Les engrais, pourquoi ?

Les engrais, pourquoi ?
Les engrais, pourquoi ?

C'est évidemment la question essentielle, sans laquelle tout le reste n'a pas de sens. L'approche de tout bon jardinier est de mettre en avant les pratiques de gestion du vivant ayant le moins possible d'impact sur l'environnement.

Les engrais sont à utiliser correctement ou à ignorer totalement. Il ne peut y avoir utilisation sans maîtrise, et la première de ces maîtrises est donc la connaissance du "pourquoi".

De plus, nous faisons ici le choix de ne pas donner d'engrais à une plante intégrée dans un milieu qui est le sien, forêt, haie, prairie, s'il n'y a pas d'exportation, récolte ou coupe régulière. "Pourquoi" ne signifie nullement "toujours".

Tout le sujet traite donc de plantes vivrières (fruits et légumes), de plantes poussant en pot ou de plantes de sol riches cultivées en sol pauvre.

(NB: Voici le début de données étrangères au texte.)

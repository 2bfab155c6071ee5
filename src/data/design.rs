//! Design matrix construction.
//!
//! The design matrix always starts with a bias column of ones. The remaining
//! columns depend on the [`RegressionType`]:
//!
//! | Type | Columns | Layout |
//! |------|---------|--------|
//! | Linear | `n + 1` | `1, x_1, ..., x_n` |
//! | Quadratic | `2n + 1` | `1, x_1, x_1², ..., x_n, x_n²` |

use ndarray::{Array1, Array2, ArrayView1, ArrayView2};
use serde::{Deserialize, Serialize};

use super::ExperimentalData;

/// Feature expansion applied when building the design matrix.
#[derive(Debug, Clone, Copy, Default, PartialEq, Eq, Hash, Serialize, Deserialize)]
#[serde(rename_all = "lowercase")]
pub enum RegressionType {
    /// Bias plus one column per feature.
    #[default]
    Linear,
    /// Bias plus a raw and a squared column per feature.
    Quadratic,
}

impl RegressionType {
    /// Parse the configuration spelling (`"linear"` / `"quadratic"`).
    pub fn from_name(name: &str) -> Option<Self> {
        match name {
            "linear" => Some(Self::Linear),
            "quadratic" => Some(Self::Quadratic),
            _ => None,
        }
    }

    /// Configuration spelling of this type.
    pub fn name(self) -> &'static str {
        match self {
            Self::Linear => "linear",
            Self::Quadratic => "quadratic",
        }
    }

    /// Number of design columns (`k`) for `n_features` inputs.
    #[inline]
    pub fn n_columns(self, n_features: usize) -> usize {
        match self {
            Self::Linear => n_features + 1,
            Self::Quadratic => 2 * n_features + 1,
        }
    }

    /// Build the `[n_samples, k]` design matrix for `data`.
    pub fn design_matrix(self, data: &ExperimentalData) -> DesignMatrix {
        let features = data.features();
        let n_samples = data.n_samples();
        let mut matrix = Array2::ones((n_samples, self.n_columns(data.n_features())));

        for (i, series) in features.outer_iter().enumerate() {
            match self {
                Self::Linear => {
                    matrix.column_mut(i + 1).assign(&series);
                }
                Self::Quadratic => {
                    matrix.column_mut(2 * i + 1).assign(&series);
                    matrix.column_mut(2 * i + 2).assign(&series.mapv(|x| x * x));
                }
            }
        }

        DesignMatrix { matrix }
    }

    /// Expand a single raw feature vector into a design row.
    ///
    /// Used to evaluate a fitted model away from the training samples.
    pub fn expand_row(self, features: ArrayView1<'_, f64>) -> Array1<f64> {
        let mut row = Array1::ones(self.n_columns(features.len()));
        for (i, &x) in features.iter().enumerate() {
            match self {
                Self::Linear => row[i + 1] = x,
                Self::Quadratic => {
                    row[2 * i + 1] = x;
                    row[2 * i + 2] = x * x;
                }
            }
        }
        row
    }
}

/// Design matrix `X` with shape `[n_samples, n_columns]`.
///
/// Column 0 is the bias term and is all ones.
#[derive(Debug, Clone, PartialEq)]
pub struct DesignMatrix {
    matrix: Array2<f64>,
}

impl DesignMatrix {
    /// Number of rows (`m`).
    #[inline]
    pub fn n_samples(&self) -> usize {
        self.matrix.nrows()
    }

    /// Number of columns (`k`), including the bias.
    #[inline]
    pub fn n_columns(&self) -> usize {
        self.matrix.ncols()
    }

    /// Matrix view.
    #[inline]
    pub fn view(&self) -> ArrayView2<'_, f64> {
        self.matrix.view()
    }

    /// A single design column.
    #[inline]
    pub fn column(&self, index: usize) -> ArrayView1<'_, f64> {
        self.matrix.column(index)
    }
}
//! Squared-error cost function.
//!
//! For design matrix `X` (`[m, k]`), weights `beta` (`k`) and labels `y` (`m`):
//!
//! - hypothesis: `h = X · beta`
//! - cost: `J = Σ (h - y)² / (2m)`
//! - gradient: `g[j] = Σ (h - y) · X[:, j] / m`
//!
//! Every entry point checks the hypothesis for NaN/infinity and reports a
//! [`DivergenceError`] instead of returning corrupted numbers.

use ndarray::{Array1, ArrayView1, ArrayView2};

/// The optimization blew up: weights produced non-finite predictions.
///
/// Training must stop when this is returned. The usual cause is a learning
/// rate that is too large for the scale of the data.
#[derive(Debug, Clone, Copy, PartialEq, Eq, thiserror::Error)]
pub enum DivergenceError {
    #[error(
        "failed to converge: hypothesis is not finite at sample {sample}; \
         try making the learning rate smaller"
    )]
    NonFiniteHypothesis { sample: usize },

    #[error("failed to converge: cost is not finite; try making the learning rate smaller")]
    NonFiniteCost,
}

/// Mean squared error with the conventional `1/2` factor.
#[derive(Debug, Clone, Copy, Default)]
pub struct SquaredError;

impl SquaredError {
    /// Predicted labels `X · beta`.
    pub fn hypothesis(
        &self,
        design: ArrayView2<'_, f64>,
        beta: ArrayView1<'_, f64>,
    ) -> Result<Array1<f64>, DivergenceError> {
        let hypothesis = design.dot(&beta);
        match hypothesis.iter().position(|h| !h.is_finite()) {
            Some(sample) => Err(DivergenceError::NonFiniteHypothesis { sample }),
            None => Ok(hypothesis),
        }
    }

    /// Signed residuals `h - y`.
    pub fn residuals(
        &self,
        design: ArrayView2<'_, f64>,
        beta: ArrayView1<'_, f64>,
        targets: ArrayView1<'_, f64>,
    ) -> Result<Array1<f64>, DivergenceError> {
        Ok(self.hypothesis(design, beta)? - &targets)
    }

    /// Cost `Σ (h - y)² / (2m)`. Always `>= 0`.
    pub fn cost(
        &self,
        design: ArrayView2<'_, f64>,
        beta: ArrayView1<'_, f64>,
        targets: ArrayView1<'_, f64>,
    ) -> Result<f64, DivergenceError> {
        let residuals = self.residuals(design, beta, targets)?;
        let n_samples = targets.len() as f64;
        let cost = residuals.mapv(|r| r * r).sum() / (2.0 * n_samples);
        if cost.is_finite() {
            Ok(cost)
        } else {
            Err(DivergenceError::NonFiniteCost)
        }
    }

    /// Gradient of the cost with respect to each weight.
    pub fn gradients(
        &self,
        design: ArrayView2<'_, f64>,
        beta: ArrayView1<'_, f64>,
        targets: ArrayView1<'_, f64>,
    ) -> Result<Array1<f64>, DivergenceError> {
        let residuals = self.residuals(design, beta, targets)?;
        let n_samples = targets.len() as f64;
        Ok(design.t().dot(&residuals) / n_samples)
    }
}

Différences entre milieux naturels et champs ou pots

On entend souvent l'argument "Dans les forêts, il n'y a pas d'engrais, et ça pousse !". Certes, et c'est justement dans l'essence même de la forêt, et dans les différences entre ce milieu naturel et un champ ou un pot, qu'il faut chercher la réponse.

Ces différences fondamentales sont au nombre de deux.

Tout d'abord la nature même des plantes qui poussent dans ces lieux différents : en forêt elles n'ont pas été sélectionnées pour produire vite et beaucoup, leur rendement est faible, tandis qu'un champ ou un pot abritent généralement des championnes de la production, qui y sont plantées avec une densité importante.

Ensuite, le plus fondamental c'est l'absence de récolte exportée de la forêt, alors qu'un champ n'a comme raison d'être que la récolte, donc l'exportation de matière végétale, donc de minéraux. En forêt, ce qui est produit par les plantes est consommé sur place, par les animaux (herbe, feuilles, fruits, bois) ou par les bactéries ou champignons, à l'exception des coupes de bois. Dans un pot, les feuilles qui tombent ne sont pas recyclées, elles vont ailleurs en très grande majorité.

Pour comprendre que le recyclage des matières végétales par le milieu est fondamental en forêt, observons le cycle de l'azote. Les animaux et bactéries consomment les protéines et acides aminés des plantes ou autres animaux, les plantes consomment l'azote sous forme de nitrate produit par les animaux (déjections, cadavres) ou par des bactéries transformant l'azote de l'air en nitrate ou ammoniac ou encore par des micro organismes décomposant les feuilles.

Donc, pour l'azote, peu d'entrées (l'azote de l'air) en forêt, mais pratiquement pas de sorties, alors que les protéines que produit la plante cultivée sont en majeure partie sorties du champ lors des récoltes, d'où une exportation importante d'azote.

Pour les minéraux tels le potassium, le magnésium, le soufre, et autres, il y a un cycle similaire. En forêt, les molécules passent des plantes aux animaux et inversement, avec une réserve dans la roche mère qui compense pertes et stockage des minéraux dans les plantes (arbres principalement). La aussi, très peu de sorties en forêt, une entrée faible mais suffisante. Dans un champ, les minéraux puisés par la plante dans le sol n'y retournent majoritairement pas.

En conclusion de ce paragraphe, nous dirons que l'azote (élément de base des protéines) et autres minéraux étant exportés des champ lors des récoltes, (non recyclés dans la culture en pot), les cultures vivrières, surtout avec les variétés sélectionnées depuis toujours par l'homme, pour leur goût et leur production sont en déficit chronique d'éléments nutritifs. Les minéraux remontant de la roche et l'azote nitrique produit par les bactéries à partir de l'azote de l'air ne suffisent pas à équilibrer la balance entrées/sorties, contrairement à un milieu naturel où le recyclage des éléments végétaux permet le réemploi de ce qui a été produit par les plantes, feuilles, fruits, bois, etc.

Quelles solutions pour équilibrer la perte d'éléments nutritif ?

Deux solutions sont envisageables : soit on change de champ chaque année, soit on enrichit la terre en azote et en potassium et autres minéraux. La première solution n'est valable que pour une densité de population très faible. Il y a donc obligation pour l'agriculture d'un pays assez peuplé à enrichir les sols.

Pour la culture en pot, c'est pareil, soit on change régulièrement le terreau, soit on ajoute des éléments nutritifs.

Ces apports doivent être calibrés, calculés et doivent concerner ce qui est réellement exporté lors des récoltes. Il ne s'agit surtout pas de mettre n'importe quoi dans le sol, en quantités estimées sans calcul.